▶ **Stored items**
★ ★ ★ ★
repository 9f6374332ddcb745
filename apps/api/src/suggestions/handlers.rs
use axum::{extract::State, Json};
use tracing::info;

use crate::errors::AppError;
use crate::llm_client::CompletionRequest;
use crate::state::AppState;
use crate::suggestions::prompts;
use crate::suggestions::{
    ContentSuggestionResponse, ContentSuggestionsRequest, JobAnalysisRequest, JobAnalysisResponse,
    SuggestionResponse, SuggestionsRequest,
};

/// Trimmed, non-empty text or `None`.
fn non_blank(value: Option<&str>) -> Option<&str> {
    value.map(str::trim).filter(|s| !s.is_empty())
}

/// POST /api/v1/ai/suggestions
///
/// A specific question wins over a section; with neither, the whole resume is
/// reviewed.
pub async fn handle_suggestions(
    State(state): State<AppState>,
    Json(req): Json<SuggestionsRequest>,
) -> Result<Json<SuggestionResponse>, AppError> {
    let resume = match &req.resume_data {
        Some(v) if !v.is_null() => v,
        _ => return Err(AppError::Validation("Resume data is required".to_string())),
    };

    let prompt = if let Some(question) = non_blank(req.specific_question.as_deref()) {
        prompts::question_prompt(question, resume)
    } else if let Some(section) = non_blank(req.section.as_deref()) {
        prompts::section_prompt(section, resume)
    } else {
        prompts::review_prompt(resume)
    };

    let completion = state
        .completions
        .complete(CompletionRequest {
            system: prompts::REVIEW_SYSTEM.to_string(),
            prompt,
            max_tokens: prompts::REVIEW_MAX_TOKENS,
            temperature: prompts::TEMPERATURE,
        })
        .await?;

    info!(
        "Resume suggestions generated ({} tokens)",
        completion.usage.total_tokens
    );

    Ok(Json(SuggestionResponse {
        suggestion: completion.text,
        model: completion.model,
        usage: completion.usage,
    }))
}

/// POST /api/v1/ai/content-suggestions
pub async fn handle_content_suggestions(
    State(state): State<AppState>,
    Json(req): Json<ContentSuggestionsRequest>,
) -> Result<Json<ContentSuggestionResponse>, AppError> {
    let (Some(field), Some(context)) = (
        non_blank(req.field.as_deref()),
        non_blank(req.context.as_deref()),
    ) else {
        return Err(AppError::Validation(
            "Field and context are required".to_string(),
        ));
    };

    let prompt = prompts::content_prompt(
        field,
        context,
        req.job_title.as_deref(),
        req.industry.as_deref(),
    );

    let completion = state
        .completions
        .complete(CompletionRequest {
            system: prompts::CONTENT_SYSTEM.to_string(),
            prompt,
            max_tokens: prompts::CONTENT_MAX_TOKENS,
            temperature: prompts::TEMPERATURE,
        })
        .await?;

    info!("Content suggestion generated for field '{field}'");

    Ok(Json(ContentSuggestionResponse {
        suggestion: completion.text,
        field: field.to_string(),
        model: completion.model,
        usage: completion.usage,
    }))
}

/// POST /api/v1/ai/job-analysis
pub async fn handle_job_analysis(
    State(state): State<AppState>,
    Json(req): Json<JobAnalysisRequest>,
) -> Result<Json<JobAnalysisResponse>, AppError> {
    let Some(job_description) = non_blank(req.job_description.as_deref()) else {
        return Err(AppError::Validation(
            "Job description is required".to_string(),
        ));
    };
    let resume = req.resume_data.as_ref().filter(|v| !v.is_null());

    let completion = state
        .completions
        .complete(CompletionRequest {
            system: prompts::JOB_ANALYSIS_SYSTEM.to_string(),
            prompt: prompts::job_analysis_prompt(job_description, resume),
            max_tokens: prompts::JOB_ANALYSIS_MAX_TOKENS,
            temperature: prompts::TEMPERATURE,
        })
        .await?;

    info!(
        "Job description analyzed ({} chars, resume attached: {})",
        job_description.len(),
        resume.is_some()
    );

    Ok(Json(JobAnalysisResponse {
        analysis: completion.text,
        model: completion.model,
        usage: completion.usage,
    }))
}

#[cfg(test)]
mod tests {
    use super::*;

    #[test]
    fn test_non_blank() {
        assert_eq!(non_blank(None), None);
        assert_eq!(non_blank(Some("   ")), None);
        assert_eq!(non_blank(Some(" skills ")), Some("skills"));
    }
}
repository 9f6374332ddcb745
pub mod health;

use axum::{
    routing::{get, post},
    Router,
};

use crate::resumes::handlers as resumes;
use crate::state::AppState;
use crate::suggestions::handlers as suggestions;

pub fn build_router(state: AppState) -> Router {
    Router::new()
        .route("/health", get(health::health_handler))
        // Resume API
        .route(
            "/api/v1/resumes",
            get(resumes::handle_list_resumes).post(resumes::handle_create_resume),
        )
        .route(
            "/api/v1/resumes/:id",
            get(resumes::handle_get_resume)
                .put(resumes::handle_update_resume)
                .delete(resumes::handle_delete_resume),
        )
        .route(
            "/api/v1/resumes/:id/duplicate",
            post(resumes::handle_duplicate_resume),
        )
        .route("/api/v1/resumes/:id/pdf", get(resumes::handle_export_pdf))
        // AI API
        .route("/api/v1/ai/suggestions", post(suggestions::handle_suggestions))
        .route(
            "/api/v1/ai/content-suggestions",
            post(suggestions::handle_content_suggestions),
        )
        .route(
            "/api/v1/ai/job-analysis",
            post(suggestions::handle_job_analysis),
        )
        .with_state(state)
}
mod config;
mod db;
mod errors;
mod llm_client;
mod models;
mod render;
mod resumes;
mod routes;
mod state;
mod suggestions;

use anyhow::Result;
use std::net::SocketAddr;
use std::sync::Arc;
use std::time::Duration;
use tower_http::{cors::CorsLayer, trace::TraceLayer};
use tracing::{info, warn};
use tracing_subscriber::{layer::SubscriberExt, util::SubscriberInitExt, EnvFilter};

use crate::config::Config;
use crate::db::{create_pool, ensure_schema};
use crate::llm_client::{CompletionService, DisabledCompletions, LlmClient};
use crate::render::PageGeometry;
use crate::resumes::PgResumeStore;
use crate::routes::build_router;
use crate::state::AppState;

#[tokio::main]
async fn main() -> Result<()> {
    // Load configuration first (fails on missing required env vars)
    let config = Config::from_env()?;

    // Initialize structured logging
    tracing_subscriber::registry()
        .with(EnvFilter::try_from_default_env().unwrap_or_else(|_| {
            EnvFilter::new(format!("{}={}", env!("CARGO_PKG_NAME"), &config.rust_log))
        }))
        .with(tracing_subscriber::fmt::layer())
        .init();

    info!("Starting CVForge API v{}", env!("CARGO_PKG_VERSION"));

    // Initialize PostgreSQL and the resumes table
    let db = create_pool(&config.database_url).await?;
    ensure_schema(&db).await?;
    let store = Arc::new(PgResumeStore::new(db));

    // Initialize completion service (disabled without an API key)
    let completions: Arc<dyn CompletionService> = match &config.openai_api_key {
        Some(key) => {
            let client = LlmClient::new(key.clone())?;
            info!("LLM client initialized (model: {})", llm_client::MODEL);
            Arc::new(client)
        }
        None => {
            warn!("OPENAI_API_KEY not set; AI suggestion endpoints will return 503");
            Arc::new(DisabledCompletions)
        }
    };

    let page_geometry = PageGeometry::a4();
    info!(
        "PDF export: {}x{}pt page, render timeout {}s",
        page_geometry.width, page_geometry.height, config.render_timeout_secs
    );

    // Build app state
    let state = AppState {
        store,
        completions,
        page_geometry,
        render_timeout: Duration::from_secs(config.render_timeout_secs),
    };

    // Build router
    let app = build_router(state)
        .layer(TraceLayer::new_for_http())
        .layer(CorsLayer::permissive()); // TODO: restrict origins once the frontend host is fixed

    let addr: SocketAddr = format!("0.0.0.0:{}", config.port).parse()?;
    info!("Listening on {addr}");

    let listener = tokio::net::TcpListener::bind(addr).await?;
    axum::serve(listener, app).await?;

    Ok(())
}
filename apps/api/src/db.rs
use anyhow::Result;
use sqlx::postgres::PgPoolOptions;
use sqlx::PgPool;
use tracing::info;

/// Creates and returns a PostgreSQL connection pool.
pub async fn create_pool(database_url: &str) -> Result<PgPool> {
    info!("Connecting to PostgreSQL...");

    let pool = PgPoolOptions::new()
        .max_connections(10)
        .connect(database_url)
        .await?;

    info!("PostgreSQL connection pool established");
    Ok(pool)
}

/// Creates the `resumes` table and its owner index if they do not exist yet.
pub async fn ensure_schema(pool: &PgPool) -> Result<()> {
    sqlx::query(
        r#"
        CREATE TABLE IF NOT EXISTS resumes (
            id             UUID PRIMARY KEY,
            user_id        UUID NOT NULL,
            title          TEXT NOT NULL,
            template       TEXT NOT NULL,
            is_public      BOOLEAN NOT NULL DEFAULT FALSE,
            document       JSONB NOT NULL,
            created_at     TIMESTAMPTZ NOT NULL DEFAULT NOW(),
            last_modified  TIMESTAMPTZ NOT NULL DEFAULT NOW()
        )
        "#,
    )
    .execute(pool)
    .await?;

    sqlx::query(
        "CREATE INDEX IF NOT EXISTS resumes_user_modified_idx ON resumes (user_id, last_modified DESC)",
    )
    .execute(pool)
    .await?;

    info!("Resume schema ready");
    Ok(())
}
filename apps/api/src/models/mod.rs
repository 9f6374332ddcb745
pub mod resume;
fn languages(out: &mut Composer, entries: &[Language]) {
    if entries.is_empty() {
        return;
    }
    out.section_title(LANGUAGES_TITLE);
    out.move_down(0.5);
    let line = entries
        .iter()
        .map(|l| format!("{} ({})", l.name, l.proficiency.as_str()))
        .collect::<Vec<_>>()
        .join(", ");
    out.line(FontFace::Regular, BODY_SIZE, line);
    out.move_down(1.0);
}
★ ★ ★ ★
Above are the records; from them, give again exactly the lines from the one containing "use sqlx::postgres::PgPoolOptions;" through the one containing "pub async fn ensure_schema(pool: &PgPool)", both included.

▶ **Solution**
use sqlx::postgres::PgPoolOptions;
use sqlx::PgPool;
use tracing::info;

/// Creates and returns a PostgreSQL connection pool.
pub async fn create_pool(database_url: &str) -> Result<PgPool> {
    info!("Connecting to PostgreSQL...");

    let pool = PgPoolOptions::new()
        .max_connections(10)
        .connect(database_url)
        .await?;

    info!("PostgreSQL connection pool established");
    Ok(pool)
}

/// Creates the `resumes` table and its owner index if they do not exist yet.
pub async fn ensure_schema(pool: &PgPool) -> Result<()> {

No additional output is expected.